When the APA added PTSD to the DSM-III, it only applied to victims of such events such as war, torture, the Nazi holocaust, major war bombings, natural disasters, and human-caused disasters such as mass shootings, crashes, and bombings (PTSD History and Overview - PTSD: National Center for PTSD, n.d.). Since the APA separated traumatic events from life stressors such as divorce, rejection, failure, etc..., they categorized these life stressors as adjustment disorders instead of PTSD. In 1987 and 1994 the DSM-IIIR and the DSM-IV revised PTSD diagnostic criteria. The 1994 DSM-IV stated that the patient had exhibited a history of traumatic event exposure and symptoms from the following three clusters: intrusive recollections, avoidant/numbing symptoms, and hyperarousal symptoms (PTSD History and Overview - PTSD: National Center for PTSD, n.d.).

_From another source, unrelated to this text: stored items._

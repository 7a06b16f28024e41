//! The `core` plugin: help, access inspection and bot administration.
//!
//! | command                        | minimum tier  |
//! |--------------------------------|---------------|
//! | `help`, `access`, `chanaccess` | anyone        |
//! | `mute`, `say`                  | moderator     |
//! | `setaccess`, `join`, `part`, `nick` | administrator |
//! | `quit`                         | owner         |

use std::sync::Arc;

use ircbot_sdk::plugin::is_channel;
use ircbot_sdk::{
    Bot, BotAccess, CommandHandler, CommandRegistry, HandlerFuture, Invocation, Plugin, Result,
};

pub const NAME: &str = "core";

#[derive(Debug, Clone, Copy, PartialEq, Eq)]
enum CoreCommand {
    Help,
    Access,
    ChanAccess,
    SetAccess,
    Mute,
    Join,
    Part,
    Nick,
    Say,
    Quit,
}

const COMMANDS: [(&str, CoreCommand); 10] = [
    ("help", CoreCommand::Help),
    ("access", CoreCommand::Access),
    ("chanaccess", CoreCommand::ChanAccess),
    ("setaccess", CoreCommand::SetAccess),
    ("mute", CoreCommand::Mute),
    ("join", CoreCommand::Join),
    ("part", CoreCommand::Part),
    ("nick", CoreCommand::Nick),
    ("say", CoreCommand::Say),
    ("quit", CoreCommand::Quit),
];

pub struct CorePlugin;

impl Plugin for CorePlugin {
    fn name(&self) -> &str {
        NAME
    }

    fn register(self: Arc<Self>, registry: &mut CommandRegistry) {
        for (name, command) in COMMANDS {
            registry.register(NAME, name, Arc::new(command));
        }
    }
}

impl CommandHandler for CoreCommand {
    fn call<'a>(&'a self, bot: &'a mut Bot, inv: &'a Invocation) -> HandlerFuture<'a> {
        Box::pin(self.execute(bot, inv))
    }
}

impl CoreCommand {
    fn required(self) -> BotAccess {
        match self {
            Self::Help | Self::Access | Self::ChanAccess => BotAccess::NotRegistered,
            Self::Mute | Self::Say => BotAccess::Moderator,
            Self::SetAccess | Self::Join | Self::Part | Self::Nick => BotAccess::Administrator,
            Self::Quit => BotAccess::Owner,
        }
    }

    async fn execute(&self, bot: &mut Bot, inv: &Invocation) -> Result<bool> {
        let required = self.required();
        let caller = if required > BotAccess::NotRegistered {
            let level = bot.access_level(&inv.user.nick, true).await?;
            if level < required {
                tracing::info!(nick = %inv.user.nick, %level, %required, "Permission denied");
                let reply = format!("Permission denied: {} {} requires {required} access.", NAME, inv.command);
                bot.send_notice(&inv.user.nick, &reply).await?;
                return Ok(true);
            }
            level
        } else {
            BotAccess::NotRegistered
        };

        match self {
            Self::Help => help(bot, inv).await,
            Self::Access => {
                let nick = inv.arg(0).unwrap_or(inv.user.nick.as_str());
                let level = bot.access_level(nick, true).await?;
                reply(bot, inv, &format!("{nick} has {level} access.")).await
            }
            Self::ChanAccess => {
                let Some(nick) = inv.arg(0) else {
                    return usage(bot, inv, "chanaccess <nick>").await;
                };
                if !is_channel(&inv.target) {
                    return reply(bot, inv, "Use this command in a channel.").await;
                }
                let access = bot.channel_access(nick, &inv.target).await?;
                reply(bot, inv, &format!("{nick} has {access} access in {}.", inv.target)).await
            }
            Self::SetAccess => set_access(bot, inv, caller).await,
            Self::Mute => {
                let target = inv.arg(0).unwrap_or(inv.reply_target()).to_string();
                let muted = bot.toggle_mute(&target);
                let state = if muted { "Muted" } else { "Unmuted" };
                bot.send_notice(&inv.user.nick, &format!("{state} {target}.")).await?;
                Ok(true)
            }
            Self::Join => match inv.arg(0) {
                Some(channel) => {
                    bot.join_channel(channel).await?;
                    Ok(true)
                }
                None => usage(bot, inv, "join <channel>").await,
            },
            Self::Part => {
                let channel = match inv.arg(0) {
                    Some(channel) => channel,
                    None if is_channel(&inv.target) => inv.target.as_str(),
                    None => return usage(bot, inv, "part [channel] [reason]").await,
                };
                let reason = inv.rest(1);
                let reason = (!reason.is_empty()).then_some(reason.as_str());
                bot.leave_channel(channel, reason).await?;
                Ok(true)
            }
            Self::Nick => match inv.arg(0) {
                Some(nick) => {
                    bot.change_nick(nick).await?;
                    Ok(true)
                }
                None => usage(bot, inv, "nick <nick>").await,
            },
            Self::Say => {
                let (Some(target), text) = (inv.arg(0), inv.rest(1)) else {
                    return usage(bot, inv, "say <target> <text>").await;
                };
                if text.is_empty() {
                    return usage(bot, inv, "say <target> <text>").await;
                }
                bot.send_message(target, &text).await?;
                Ok(true)
            }
            Self::Quit => {
                let reason = inv.rest(0);
                let reason = if reason.is_empty() { "Quit" } else { reason.as_str() };
                tracing::info!(nick = %inv.user.nick, reason, "Quit requested");
                bot.request_disconnect(reason);
                Ok(true)
            }
        }
    }
}

async fn help(bot: &mut Bot, inv: &Invocation) -> Result<bool> {
    let prefix = bot.config().cmd_prefix;
    let commands: Vec<String> = bot
        .plugins()
        .registry()
        .commands()
        .into_iter()
        .map(|(plugin, command)| format!("{prefix}{plugin} {command}"))
        .collect();
    let text = format!("Commands: {}", commands.join(", "));
    bot.send_notice(&inv.user.nick, &text).await?;
    Ok(true)
}

async fn set_access(bot: &mut Bot, inv: &Invocation, caller: BotAccess) -> Result<bool> {
    let (Some(account), Some(tier)) = (inv.arg(0), inv.arg(1)) else {
        return usage(bot, inv, "setaccess <account> <tier>").await;
    };
    let Ok(tier) = tier.parse::<BotAccess>() else {
        return usage(bot, inv, "setaccess <account> normal|moderator|administrator|owner").await;
    };

    if caller != BotAccess::Owner {
        let current = bot.access_level(account, false).await?;
        if tier >= caller || current >= caller {
            let reply = format!("You cannot change {account} to {tier}.");
            bot.send_notice(&inv.user.nick, &reply).await?;
            return Ok(true);
        }
    }

    if bot.set_access(account, tier)? {
        reply(bot, inv, &format!("{} now has {tier} access.", account.to_lowercase())).await
    } else {
        reply(bot, inv, &format!("{tier} cannot be assigned.")).await
    }
}

async fn reply(bot: &mut Bot, inv: &Invocation, text: &str) -> Result<bool> {
    bot.send_message(inv.reply_target(), text).await?;
    Ok(true)
}

async fn usage(bot: &mut Bot, inv: &Invocation, syntax: &str) -> Result<bool> {
    let prefix = bot.config().cmd_prefix;
    bot.send_notice(&inv.user.nick, &format!("Usage: {prefix}{NAME} {syntax}"))
        .await?;
    Ok(true)
}

#[cfg(test)]
mod tests {
    use super::*;

    #[test]
    fn tiers_gate_commands() {
        assert_eq!(CoreCommand::Help.required(), BotAccess::NotRegistered);
        assert_eq!(CoreCommand::Say.required(), BotAccess::Moderator);
        assert_eq!(CoreCommand::Nick.required(), BotAccess::Administrator);
        assert_eq!(CoreCommand::Quit.required(), BotAccess::Owner);
    }

    #[test]
    fn registers_every_command() {
        let mut registry = CommandRegistry::default();
        Arc::new(CorePlugin).register(&mut registry);
        assert_eq!(registry.commands().len(), COMMANDS.len());
        assert!(registry.lookup("CORE", "SetAccess").is_some());
    }
}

The fifth criterion defined the duration of symptoms and the sixth criterion stated that the severity of the symptoms must cause a lot of distress and/ or impairment of necessary functions. The DSM-IV-TR also revised PTSD diagnosis. In 1980 no one knew the actual prevalence of PTSD, so the DSM-5 made evidence-based revisions to PTSD (PTSD History and Overview - PTSD: National Center for PTSD, n.d.). The American Psychiatric Association categorized PTSD as a Trauma-stressor-related disorder with the DSM-5 in 2013. The DSM expanded diagnostic criteria to include disruptive behaviors such as anger, impulsiveness, recklessness, and self-destruction. Also, the patient can experience trauma directly or indirectly. A dissociative subtype was added to the DSM-5, along with a preschool subtype for children up to six. Due to these changes in the DSM, there are more effective treatments including the FDA-approved use of SSRIs. There is also a psychological first aid kit online (Psychological First Aid: Field Operations Guide - PTSD: National Center for PTSD, 2014). 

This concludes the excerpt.